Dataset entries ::
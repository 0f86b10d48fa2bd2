//! Shuffle and sample helpers built on any `rand::Rng`.
use rand::Rng;

/// Fisher-Yates shuffle into a new vector; `items` is left untouched.
pub fn shuffle<T: Clone, R: Rng>(items: &[T], rng: &mut R) -> Vec<T> {
    let mut out = items.to_vec();
    for i in (1..out.len()).rev() {
        let j = rng.gen_range(0..=i);
        out.swap(i, j);
    }
    out
}

/// Up to `k` items without replacement, in shuffled order.
pub fn sample<T: Clone, R: Rng>(pool: &[T], k: usize, rng: &mut R) -> Vec<T> {
    let mut shuffled = shuffle(pool, rng);
    shuffled.truncate(k.min(pool.len()));
    shuffled
}

/// A single item, or `None` when the pool is empty.
pub fn pick<'a, T, R: Rng>(pool: &'a [T], rng: &mut R) -> Option<&'a T> {
    if pool.is_empty() {
        return None;
    }
    pool.get(rng.gen_range(0..pool.len()))
}

#[cfg(test)]
mod tests {
    use super::*;
    use crate::prng::srandom;
    use std::collections::HashSet;

    #[test]
    fn shuffle_keeps_every_item_and_leaves_input_alone() {
        let input: Vec<u32> = (0..20).collect();
        let mut rng = srandom(7);
        let out = shuffle(&input, &mut rng);
        assert_eq!(input, (0..20).collect::<Vec<_>>());
        let mut sorted = out.clone();
        sorted.sort_unstable();
        assert_eq!(sorted, input);
    }

    #[test]
    fn sample_returns_k_distinct_items() {
        let pool: Vec<u32> = (0..50).collect();
        for k in [0_usize, 1, 5, 49, 50] {
            let mut rng = srandom(2024);
            let picked = sample(&pool, k, &mut rng);
            assert_eq!(picked.len(), k);
            let unique: HashSet<u32> = picked.iter().copied().collect();
            assert_eq!(unique.len(), k);
            assert!(picked.iter().all(|item| pool.contains(item)));
        }
    }

    #[test]
    fn oversized_sample_returns_whole_pool() {
        let pool = vec!["a", "b", "c"];
        let mut rng = srandom(11);
        let picked = sample(&pool, 10, &mut rng);
        assert_eq!(picked.len(), 3);
        let unique: HashSet<&str> = picked.into_iter().collect();
        assert_eq!(unique.len(), 3);
    }

    #[test]
    fn same_seed_same_order() {
        let pool: Vec<u32> = (0..30).collect();
        let first = sample(&pool, 10, &mut srandom(99));
        let second = sample(&pool, 10, &mut srandom(99));
        assert_eq!(first, second);
    }

    #[test]
    fn empty_pool_is_harmless() {
        let pool: Vec<u8> = Vec::new();
        let mut rng = srandom(1);
        assert!(shuffle(&pool, &mut rng).is_empty());
        assert!(sample(&pool, 3, &mut rng).is_empty());
        assert!(pick(&pool, &mut rng).is_none());
    }

    #[test]
    fn pick_returns_member() {
        let pool = ["x", "y", "z"];
        let mut rng = srandom(5);
        let chosen = pick(&pool, &mut rng).copied().unwrap();
        assert!(pool.contains(&chosen));
    }
}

What needs to be done :: With "sorted" as the search string, filter the records and return each line that has it.

Response for this exercise ::
        let mut sorted = out.clone();
        sorted.sort_unstable();
        assert_eq!(sorted, input);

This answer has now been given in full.